* **WHAT TO WORK ON**:
When the word "content" appears in a line of the data below, list that line.

===== EXCERPTED RECORDS

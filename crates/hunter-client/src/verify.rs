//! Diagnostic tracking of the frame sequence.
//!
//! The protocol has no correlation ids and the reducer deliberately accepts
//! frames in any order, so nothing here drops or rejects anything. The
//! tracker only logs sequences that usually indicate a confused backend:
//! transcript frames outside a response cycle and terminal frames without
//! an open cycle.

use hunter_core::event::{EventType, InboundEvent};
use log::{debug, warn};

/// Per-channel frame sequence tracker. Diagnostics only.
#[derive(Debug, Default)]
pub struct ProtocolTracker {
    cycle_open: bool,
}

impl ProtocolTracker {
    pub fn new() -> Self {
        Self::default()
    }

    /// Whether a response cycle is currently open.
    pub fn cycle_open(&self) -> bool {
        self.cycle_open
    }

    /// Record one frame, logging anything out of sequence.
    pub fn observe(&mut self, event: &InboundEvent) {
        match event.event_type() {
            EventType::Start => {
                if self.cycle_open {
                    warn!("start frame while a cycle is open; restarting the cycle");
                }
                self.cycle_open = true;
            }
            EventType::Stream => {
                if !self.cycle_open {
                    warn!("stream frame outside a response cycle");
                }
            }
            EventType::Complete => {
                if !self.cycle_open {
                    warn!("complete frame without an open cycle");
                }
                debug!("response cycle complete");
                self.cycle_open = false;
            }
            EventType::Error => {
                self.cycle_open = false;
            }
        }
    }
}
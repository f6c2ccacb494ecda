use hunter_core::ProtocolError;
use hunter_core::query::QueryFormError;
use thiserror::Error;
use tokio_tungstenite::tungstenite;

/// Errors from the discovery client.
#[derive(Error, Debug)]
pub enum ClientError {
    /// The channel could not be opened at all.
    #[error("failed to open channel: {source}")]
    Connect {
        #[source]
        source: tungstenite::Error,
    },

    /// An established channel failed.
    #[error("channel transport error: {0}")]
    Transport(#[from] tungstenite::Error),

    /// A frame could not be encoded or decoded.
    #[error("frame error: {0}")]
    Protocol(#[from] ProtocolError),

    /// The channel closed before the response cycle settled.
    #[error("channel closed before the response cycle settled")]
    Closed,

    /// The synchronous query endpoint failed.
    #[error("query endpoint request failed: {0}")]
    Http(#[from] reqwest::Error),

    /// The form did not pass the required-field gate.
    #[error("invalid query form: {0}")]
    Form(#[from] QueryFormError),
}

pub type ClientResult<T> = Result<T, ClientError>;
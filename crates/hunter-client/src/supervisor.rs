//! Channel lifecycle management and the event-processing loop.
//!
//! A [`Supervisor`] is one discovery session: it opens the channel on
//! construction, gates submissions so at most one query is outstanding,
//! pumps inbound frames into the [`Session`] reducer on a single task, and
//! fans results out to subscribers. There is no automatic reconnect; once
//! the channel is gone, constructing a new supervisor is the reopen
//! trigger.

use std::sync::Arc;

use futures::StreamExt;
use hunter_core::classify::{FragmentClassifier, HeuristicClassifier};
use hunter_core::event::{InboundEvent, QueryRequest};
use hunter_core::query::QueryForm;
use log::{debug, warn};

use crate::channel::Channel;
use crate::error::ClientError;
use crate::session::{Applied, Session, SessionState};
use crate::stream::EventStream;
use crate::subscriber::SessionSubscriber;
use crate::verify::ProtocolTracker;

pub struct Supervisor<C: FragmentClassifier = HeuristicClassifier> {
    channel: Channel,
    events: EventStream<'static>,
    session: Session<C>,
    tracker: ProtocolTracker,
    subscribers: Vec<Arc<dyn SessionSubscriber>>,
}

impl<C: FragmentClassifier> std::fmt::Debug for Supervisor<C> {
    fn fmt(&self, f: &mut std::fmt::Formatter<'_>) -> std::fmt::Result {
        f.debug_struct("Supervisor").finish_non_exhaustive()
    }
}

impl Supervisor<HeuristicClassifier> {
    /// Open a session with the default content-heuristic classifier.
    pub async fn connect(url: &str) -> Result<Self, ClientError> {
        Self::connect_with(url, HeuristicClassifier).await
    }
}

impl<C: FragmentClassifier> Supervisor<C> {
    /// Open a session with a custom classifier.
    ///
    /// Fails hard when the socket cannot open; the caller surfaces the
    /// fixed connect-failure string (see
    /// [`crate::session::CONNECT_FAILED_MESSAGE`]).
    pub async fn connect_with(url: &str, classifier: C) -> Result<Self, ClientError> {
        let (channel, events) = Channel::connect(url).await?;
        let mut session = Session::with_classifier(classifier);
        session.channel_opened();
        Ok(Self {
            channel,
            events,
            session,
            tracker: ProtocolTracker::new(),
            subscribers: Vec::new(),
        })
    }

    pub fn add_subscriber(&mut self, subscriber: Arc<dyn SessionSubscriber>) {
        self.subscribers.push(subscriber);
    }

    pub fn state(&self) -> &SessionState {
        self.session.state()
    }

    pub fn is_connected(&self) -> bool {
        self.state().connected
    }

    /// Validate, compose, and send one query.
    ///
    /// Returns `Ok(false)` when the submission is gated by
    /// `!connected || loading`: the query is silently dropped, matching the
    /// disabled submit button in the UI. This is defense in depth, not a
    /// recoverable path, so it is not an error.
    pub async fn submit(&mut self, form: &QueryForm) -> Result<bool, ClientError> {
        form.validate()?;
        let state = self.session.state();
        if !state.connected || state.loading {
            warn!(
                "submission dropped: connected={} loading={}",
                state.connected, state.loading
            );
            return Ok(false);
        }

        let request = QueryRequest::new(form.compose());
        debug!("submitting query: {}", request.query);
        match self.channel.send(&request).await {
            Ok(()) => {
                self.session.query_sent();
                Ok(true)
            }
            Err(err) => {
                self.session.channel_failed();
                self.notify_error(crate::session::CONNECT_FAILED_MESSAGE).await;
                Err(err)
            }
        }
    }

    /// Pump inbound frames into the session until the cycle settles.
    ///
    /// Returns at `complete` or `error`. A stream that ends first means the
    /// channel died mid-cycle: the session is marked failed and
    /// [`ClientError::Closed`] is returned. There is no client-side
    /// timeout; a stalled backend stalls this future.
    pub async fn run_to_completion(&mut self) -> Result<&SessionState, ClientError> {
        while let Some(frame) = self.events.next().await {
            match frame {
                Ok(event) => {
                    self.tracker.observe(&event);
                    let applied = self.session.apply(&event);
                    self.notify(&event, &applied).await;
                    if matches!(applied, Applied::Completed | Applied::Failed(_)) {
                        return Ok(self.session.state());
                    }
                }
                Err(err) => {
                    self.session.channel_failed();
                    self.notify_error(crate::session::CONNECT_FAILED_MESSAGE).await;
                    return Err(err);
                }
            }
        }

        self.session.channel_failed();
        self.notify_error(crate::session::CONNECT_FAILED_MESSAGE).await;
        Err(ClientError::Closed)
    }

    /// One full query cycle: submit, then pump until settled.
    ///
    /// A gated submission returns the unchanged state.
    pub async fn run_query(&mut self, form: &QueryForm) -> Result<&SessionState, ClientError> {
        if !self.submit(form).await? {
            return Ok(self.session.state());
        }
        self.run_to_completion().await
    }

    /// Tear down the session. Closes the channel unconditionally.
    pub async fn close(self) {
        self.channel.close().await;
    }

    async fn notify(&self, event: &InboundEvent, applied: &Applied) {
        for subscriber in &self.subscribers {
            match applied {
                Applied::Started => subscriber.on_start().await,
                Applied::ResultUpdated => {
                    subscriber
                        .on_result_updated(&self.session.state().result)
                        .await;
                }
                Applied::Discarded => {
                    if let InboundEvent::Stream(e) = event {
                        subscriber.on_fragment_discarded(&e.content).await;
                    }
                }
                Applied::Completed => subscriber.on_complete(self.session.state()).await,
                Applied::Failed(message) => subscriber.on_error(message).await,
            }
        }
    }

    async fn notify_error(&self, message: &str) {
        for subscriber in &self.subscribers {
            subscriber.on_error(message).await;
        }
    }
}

==========
===== EXCERPTED RECORDS

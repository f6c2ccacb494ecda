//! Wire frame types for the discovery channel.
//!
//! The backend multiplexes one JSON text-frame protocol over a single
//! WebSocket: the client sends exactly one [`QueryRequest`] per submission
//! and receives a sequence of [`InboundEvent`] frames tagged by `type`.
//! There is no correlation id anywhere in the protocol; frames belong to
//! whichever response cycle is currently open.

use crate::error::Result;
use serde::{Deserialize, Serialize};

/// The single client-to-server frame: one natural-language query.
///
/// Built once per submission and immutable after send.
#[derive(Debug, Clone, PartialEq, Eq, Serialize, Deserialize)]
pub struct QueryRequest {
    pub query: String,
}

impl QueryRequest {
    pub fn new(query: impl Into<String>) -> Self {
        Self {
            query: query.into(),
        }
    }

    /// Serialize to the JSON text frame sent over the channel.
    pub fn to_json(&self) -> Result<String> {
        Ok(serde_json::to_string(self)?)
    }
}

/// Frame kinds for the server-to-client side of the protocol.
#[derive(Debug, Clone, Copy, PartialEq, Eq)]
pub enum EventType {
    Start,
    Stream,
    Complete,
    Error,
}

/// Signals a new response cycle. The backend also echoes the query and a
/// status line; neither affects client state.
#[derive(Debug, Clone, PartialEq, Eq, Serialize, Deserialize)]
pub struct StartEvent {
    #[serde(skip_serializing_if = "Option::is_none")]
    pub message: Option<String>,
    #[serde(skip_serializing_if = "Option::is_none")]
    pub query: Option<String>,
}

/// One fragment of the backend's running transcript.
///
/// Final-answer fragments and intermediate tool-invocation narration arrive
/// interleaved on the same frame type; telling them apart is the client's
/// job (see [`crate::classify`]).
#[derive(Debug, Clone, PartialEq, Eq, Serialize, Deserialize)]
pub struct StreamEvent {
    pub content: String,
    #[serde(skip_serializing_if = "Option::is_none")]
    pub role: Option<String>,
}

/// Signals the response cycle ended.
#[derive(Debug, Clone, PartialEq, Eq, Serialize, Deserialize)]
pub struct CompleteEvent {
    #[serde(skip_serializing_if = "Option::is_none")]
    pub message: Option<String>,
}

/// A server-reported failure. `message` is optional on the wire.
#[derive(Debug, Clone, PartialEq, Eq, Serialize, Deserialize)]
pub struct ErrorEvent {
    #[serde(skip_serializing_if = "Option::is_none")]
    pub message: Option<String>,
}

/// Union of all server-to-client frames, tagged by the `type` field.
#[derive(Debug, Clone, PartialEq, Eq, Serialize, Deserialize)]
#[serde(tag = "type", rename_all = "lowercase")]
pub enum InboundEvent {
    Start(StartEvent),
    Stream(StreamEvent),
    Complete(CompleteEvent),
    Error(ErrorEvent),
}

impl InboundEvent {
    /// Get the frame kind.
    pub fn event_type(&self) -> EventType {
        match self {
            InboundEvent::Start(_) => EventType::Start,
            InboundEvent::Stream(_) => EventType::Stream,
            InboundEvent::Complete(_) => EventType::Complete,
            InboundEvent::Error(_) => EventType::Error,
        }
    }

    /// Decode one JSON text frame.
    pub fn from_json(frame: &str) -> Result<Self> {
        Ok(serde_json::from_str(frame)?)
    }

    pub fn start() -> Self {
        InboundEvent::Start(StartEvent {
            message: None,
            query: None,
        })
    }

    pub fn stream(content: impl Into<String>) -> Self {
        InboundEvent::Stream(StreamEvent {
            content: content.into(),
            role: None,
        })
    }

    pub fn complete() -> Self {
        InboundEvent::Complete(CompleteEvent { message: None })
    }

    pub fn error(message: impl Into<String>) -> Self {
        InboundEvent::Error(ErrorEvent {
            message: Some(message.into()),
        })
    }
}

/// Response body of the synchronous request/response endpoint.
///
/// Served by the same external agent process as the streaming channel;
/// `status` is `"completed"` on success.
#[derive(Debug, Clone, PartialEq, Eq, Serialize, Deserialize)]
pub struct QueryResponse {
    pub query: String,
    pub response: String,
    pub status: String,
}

==========

* **EXERCISE ANSWER**:
    /// Open a session with the default content-heuristic classifier.
                        subscriber.on_fragment_discarded(&e.content).await;
    pub content: String,
    pub fn stream(content: impl Into<String>) -> Self {
            content: content.into(),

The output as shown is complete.